Using this, we can normalize both variables. 使用此，我们可以将两个变量标准化。 For x, subtract the mean of x and divide by the standard deviation of x. 对于x，减去x的平均值，然后除以x的标准偏差。 Do this for h(x) as well. 对h（x）也是如此。 You will now have two lists of normalized numbers. 现在，您将有两个规范化数字列表。

For each normalized number, multiply the value by its pair (the first normalized x value with its h(x) pair, for all values). 对于每个归一化的数字，将该值乘以其对（对于所有值，将第一个归一化的x值与其h（x）对相乘）。 Add these products together and divide by N. This gives you the correlation. 将这些乘积相加并除以N。
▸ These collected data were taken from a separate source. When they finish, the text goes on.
use crate::bus::{EventBus, Handler};
use crate::context::Context;
use crate::contracts::repository::{NewTransaction, TransactionUpdate};
use crate::entities::TransactionStatus;
use crate::entities::MoneySource;
use crate::error::CoreError;
use crate::events::{
    CurrencyConversionRequested, DepositCurrencyConverted, DepositRequested, DepositValidated,
    DomainEvent, OriginalRequest, PaymentInitiated,
};
use crate::handlers::{handle_precondition_error, validation};
use crate::uow::UnitOfWork;
use async_trait::async_trait;
use std::sync::{Arc, Mutex};

/// Entry point of the deposit flow. Persists a `created` transaction,
/// then either routes through currency conversion (different currencies)
/// or validates and emits `Deposit.Validated` directly (same currency).
pub struct HandleDepositRequested {
    uow: Arc<dyn UnitOfWork>,
    bus: EventBus,
}

impl HandleDepositRequested {
    pub fn new(uow: Arc<dyn UnitOfWork>, bus: EventBus) -> Self {
        Self { uow, bus }
    }
}

#[async_trait]
impl Handler for HandleDepositRequested {
    async fn handle(&self, ctx: &Context, event: &DomainEvent) -> Result<(), CoreError> {
        let DomainEvent::DepositRequested(req) = event else {
            return Err(CoreError::ProgrammerError(
                "HandleDepositRequested received a non-Deposit.Requested event".to_string(),
            ));
        };

        if req.amount.is_zero() || req.amount.is_negative() {
            return handle_precondition_error(
                &self.bus,
                ctx,
                &req.envelope,
                CoreError::InvalidRequest(format!(
                    "deposit amount {} must be strictly positive",
                    req.amount
                )),
            )
            .await;
        }

        let account_id = req.envelope.account_id;
        let user_id = req.envelope.user_id;
        let amount = req.amount;

        let outcome = Arc::new(Mutex::new(None));
        let outcome_inner = outcome.clone();

        let result = self
            .uow
            .do_in_scope(Box::new(move |scope| {
                Box::pin(async move {
                    let account = scope
                        .accounts()
                        .get(account_id)
                        .await?
                        .ok_or_else(|| CoreError::NotFound(format!("account {account_id}")))?;
                    account.check_owner(user_id)?;

                    let tx = scope
                        .transactions()
                        .create(NewTransaction {
                            user_id,
                            account_id,
                            amount,
                            money_source: MoneySource::Card,
                        })
                        .await?;
                    // A transaction is "pending" for the entire window between
                    // persistence and a processed/failed payment outcome.
                    let tx = scope
                        .transactions()
                        .update(
                            tx.id,
                            TransactionUpdate {
                                status: Some(TransactionStatus::Pending),
                                ..Default::default()
                            },
                        )
                        .await?;

                    *outcome_inner.lock().unwrap() = Some((tx, account));
                    Ok(())
                })
            }))
            .await;

        if let Err(err) = result {
            return handle_precondition_error(&self.bus, ctx, &req.envelope, err).await;
        }

        let (tx, account) = outcome.lock().unwrap().take().expect("scope set an outcome on Ok");
        let envelope = req.envelope.next().with_transaction_id(tx.id);

        self.bus
            .emit(
                ctx,
                DomainEvent::DepositPersisted(crate::events::DepositPersisted {
                    envelope: envelope.clone(),
                    amount,
                }),
            )
            .await?;

        if amount.currency() == account.currency {
            return match validation::validate_deposit(user_id, &account, &amount) {
                Ok(()) => {
                    self.bus
                        .emit(
                            ctx,
                            DomainEvent::DepositValidated(DepositValidated {
                                envelope,
                                amount,
                                via_conversion: false,
                            }),
                        )
                        .await
                }
                Err(err) => handle_precondition_error(&self.bus, ctx, &envelope, err).await,
            };
        }

        self.bus
            .emit(
                ctx,
                DomainEvent::CurrencyConversionRequested(CurrencyConversionRequested {
                    envelope: envelope.clone(),
                    original_request: OriginalRequest::Deposit(req.clone()),
                    target_currency: account.currency,
                    to_transaction_id: None,
                }),
            )
            .await
    }
}

/// Runs after an external FX quote comes back. Revalidates the converted
/// amount against the account and, on success, is the single emitter of
/// `Payment.Initiated` for the cross-currency path (see
/// `handlers::deposit::HandleDepositValidated`).
pub struct HandleDepositCurrencyConverted {
    uow: Arc<dyn UnitOfWork>,
    bus: EventBus,
}

impl HandleDepositCurrencyConverted {
    pub fn new(uow: Arc<dyn UnitOfWork>, bus: EventBus) -> Self {
        Self { uow, bus }
    }
}

#[async_trait]
impl Handler for HandleDepositCurrencyConverted {
    async fn handle(&self, ctx: &Context, event: &DomainEvent) -> Result<(), CoreError> {
        let DomainEvent::DepositCurrencyConverted(e) = event else {
            return Err(CoreError::ProgrammerError(
                "HandleDepositCurrencyConverted received a non-Deposit.CurrencyConverted event"
                    .to_string(),
            ));
        };

        let account_id = e.envelope.account_id;
        let user_id = e.envelope.user_id;
        let converted_amount = e.converted.converted_amount;

        let outcome = Arc::new(Mutex::new(None));
        let outcome_inner = outcome.clone();

        let result = self
            .uow
            .do_in_scope(Box::new(move |scope| {
                Box::pin(async move {
                    let account = scope
                        .accounts()
                        .get(account_id)
                        .await?
                        .ok_or_else(|| CoreError::NotFound(format!("account {account_id}")))?;
                    *outcome_inner.lock().unwrap() = Some(account);
                    Ok(())
                })
            }))
            .await;

        if let Err(err) = result {
            return handle_precondition_error(&self.bus, ctx, &e.envelope, err).await;
        }

        let account = outcome.lock().unwrap().take().expect("scope set an outcome on Ok");

        match validation::validate_deposit(user_id, &account, &converted_amount) {
            Ok(()) => {
                let envelope = e.envelope.next();
                self.bus
                    .emit(
                        ctx,
                        DomainEvent::DepositValidated(DepositValidated {
                            envelope: envelope.clone(),
                            amount: converted_amount,
                            via_conversion: true,
                        }),
                    )
                    .await?;
                self.bus
                    .emit(
                        ctx,
                        DomainEvent::PaymentInitiated(PaymentInitiated {
                            envelope: envelope.next(),
                            amount: converted_amount,
                        }),
                    )
                    .await
            }
            Err(err) => handle_precondition_error(&self.bus, ctx, &e.envelope, err).await,
        }
    }
}

/// Emits `Payment.Initiated` for the same-currency fast path only.
/// `via_conversion` events already got their `Payment.Initiated` from
/// `HandleDepositCurrencyConverted`, so this is a no-op for them — see
/// the "double Payment.Initiated" design note.
pub struct HandleDepositValidated {
    bus: EventBus,
}

impl HandleDepositValidated {
    pub fn new(bus: EventBus) -> Self {
        Self { bus }
    }
}

#[async_trait]
impl Handler for HandleDepositValidated {
    async fn handle(&self, ctx: &Context, event: &DomainEvent) -> Result<(), CoreError> {
        let DomainEvent::DepositValidated(e) = event else {
            return Err(CoreError::ProgrammerError(
                "HandleDepositValidated received a non-Deposit.Validated event".to_string(),
            ));
        };

        if e.via_conversion {
            return Ok(());
        }

        self.bus
            .emit(
                ctx,
                DomainEvent::PaymentInitiated(PaymentInitiated {
                    envelope: e.envelope.next(),
                    amount: e.amount,
                }),
            )
            .await
    }
}

#[cfg(test)]
mod tests {
    use super::*;
    use crate::bus::EventBus;
    use crate::entities::Account;
    use crate::events::{CurrencyConverted, Envelope, FlowType};
    use crate::uow::in_memory::InMemoryUnitOfWork;
    use common::ids::{AccountId, UserId};
    use common::money::Money;

    fn seeded_account(currency: &str, balance: i64) -> (InMemoryUnitOfWork, Account) {
        let uow = InMemoryUnitOfWork::new();
        let account = Account {
            id: AccountId::new(),
            user_id: UserId::new(),
            balance: Money::from_minor(balance, currency).unwrap(),
            currency: currency.to_string(),
            created_at: chrono::Utc::now(),
            updated_at: chrono::Utc::now(),
            stripe_connect_account_id: None,
        };
        (uow, account)
    }

    fn wire_bus(uow: Arc<dyn UnitOfWork>) -> EventBus {
        let bus = EventBus::new();
        bus.register(
            "Deposit.CurrencyConverted",
            Arc::new(HandleDepositCurrencyConverted::new(uow.clone(), bus.clone())),
        );
        bus.register(
            "Deposit.Validated",
            Arc::new(HandleDepositValidated::new(bus.clone())),
        );
        bus
    }

    #[tokio::test]
    async fn same_currency_deposit_skips_conversion_and_validates_directly() {
        let (uow, account) = seeded_account("USD", 100_000);
        uow.seed_account(account.clone()).await;
        let uow: Arc<dyn UnitOfWork> = Arc::new(uow.clone());
        let bus = wire_bus(uow.clone());
        bus.register(
            "Deposit.Requested",
            Arc::new(HandleDepositRequested::new(uow.clone(), bus.clone())),
        );

        let envelope = Envelope::root(FlowType::Deposit, account.user_id, account.id);
        let event = DomainEvent::DepositRequested(DepositRequested {
            envelope,
            amount: Money::from_minor(10_000, "USD").unwrap(),
        });

        bus.emit(&Context::new(), event).await.unwrap();
    }

    #[tokio::test]
    async fn cross_currency_deposit_emits_conversion_requested() {
        let (uow, account) = seeded_account("USD", 100_000);
        uow.seed_account(account.clone()).await;
        let uow_dyn: Arc<dyn UnitOfWork> = Arc::new(uow.clone());

        let seen = Arc::new(Mutex::new(false));
        let seen_inner = seen.clone();

        struct RecordingHandler(Arc<Mutex<bool>>);
        #[async_trait]
        impl Handler for RecordingHandler {
            async fn handle(&self, _ctx: &Context, event: &DomainEvent) -> Result<(), CoreError> {
                if matches!(event, DomainEvent::CurrencyConversionRequested(_)) {
                    *self.0.lock().unwrap() = true;
                }
                Ok(())
            }
        }

        let bus = EventBus::new();
        bus.register(
            "Deposit.Requested",
            Arc::new(HandleDepositRequested::new(uow_dyn.clone(), bus.clone())),
        );
        bus.register(
            "CurrencyConversion.Requested",
            Arc::new(RecordingHandler(seen_inner)),
        );

        let envelope = Envelope::root(FlowType::Deposit, account.user_id, account.id);
        let event = DomainEvent::DepositRequested(DepositRequested {
            envelope,
            amount: Money::from_minor(10_000, "EUR").unwrap(),
        });

        bus.emit(&Context::new(), event).await.unwrap();
        assert!(*seen.lock().unwrap());
    }

    #[tokio::test]
    async fn deposit_currency_converted_emits_validated_and_initiated_once() {
        let (uow, account) = seeded_account("USD", 0);
        uow.seed_account(account.clone()).await;
        let uow_dyn: Arc<dyn UnitOfWork> = Arc::new(uow);
        let bus = wire_bus(uow_dyn);

        let initiated = Arc::new(Mutex::new(0));
        let initiated_inner = initiated.clone();
        struct CountInitiated(Arc<Mutex<u32>>);
        #[async_trait]
        impl Handler for CountInitiated {
            async fn handle(&self, _ctx: &Context, event: &DomainEvent) -> Result<(), CoreError> {
                if matches!(event, DomainEvent::PaymentInitiated(_)) {
                    *self.0.lock().unwrap() += 1;
                }
                Ok(())
            }
        }
        bus.register("Payment.Initiated", Arc::new(CountInitiated(initiated_inner)));

        let envelope =
            Envelope::root(FlowType::Deposit, account.user_id, account.id).with_transaction_id(
                common::ids::TransactionId::new(),
            );
        let original = DepositRequested {
            envelope: envelope.clone(),
            amount: Money::from_minor(9_000, "EUR").unwrap(),
        };
        let converted = CurrencyConverted {
            envelope: envelope.clone(),
            original_request: OriginalRequest::Deposit(original.clone()),
            original_amount: Money::from_minor(9_000, "EUR").unwrap(),
            converted_amount: Money::from_minor(10_000, "USD").unwrap(),
            rate: rust_decimal::Decimal::new(111, 2),
        };
        let event = DomainEvent::DepositCurrencyConverted(DepositCurrencyConverted {
            envelope,
            original_request: OriginalRequest::Deposit(original),
            converted,
        });

        bus.emit(&Context::new(), event).await.unwrap();
        assert_eq!(*initiated.lock().unwrap(), 1);
    }
}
这样就可以得到相关性。 To get the least squares estimate of theta1, calculate this correlation value times the standard deviation of h(x) divided by the standard deviation of x. 要获得theta1的最小二乘估计，请计算此相关值乘以h（x）的标准偏差除以x的标准偏差。

Given all this information, calculating the intercept (theta0) is easy, all we'll have to do is take the mean of h(x) and subtract the product (multiply!) of our calculated theta1 and the average of x. 有了所有这些信息，计算截距（theta0）就很容易了，我们要做的就是取h（x）的平均值，然后减去我们计算出的theta1与x平均值的乘积（乘！）。

Phew! ！ All taken care of! 所有照顾！ We have our least squares solution for those two variables. 对于这两个变量，我们有最小二乘解。 Let me know if you have any questions! 如果您有任何疑问，请告诉我！ One last excellent resource: https://people.duke.edu/~rnau/mathreg.htm 最后一个出色的资源： https : //people.duke.edu/~rnau/mathreg.htm

If you are asking about the hypothesis function in linear regression, then those theta values are selected by an algorithm called gradient descent.如果您在线性回归中询问假设 function，那么这些 theta 值是通过称为梯度下降的算法选择的。 This helps in finding the theta values to minimize the cost function.这有助于找到 theta 值以最小化成本 function。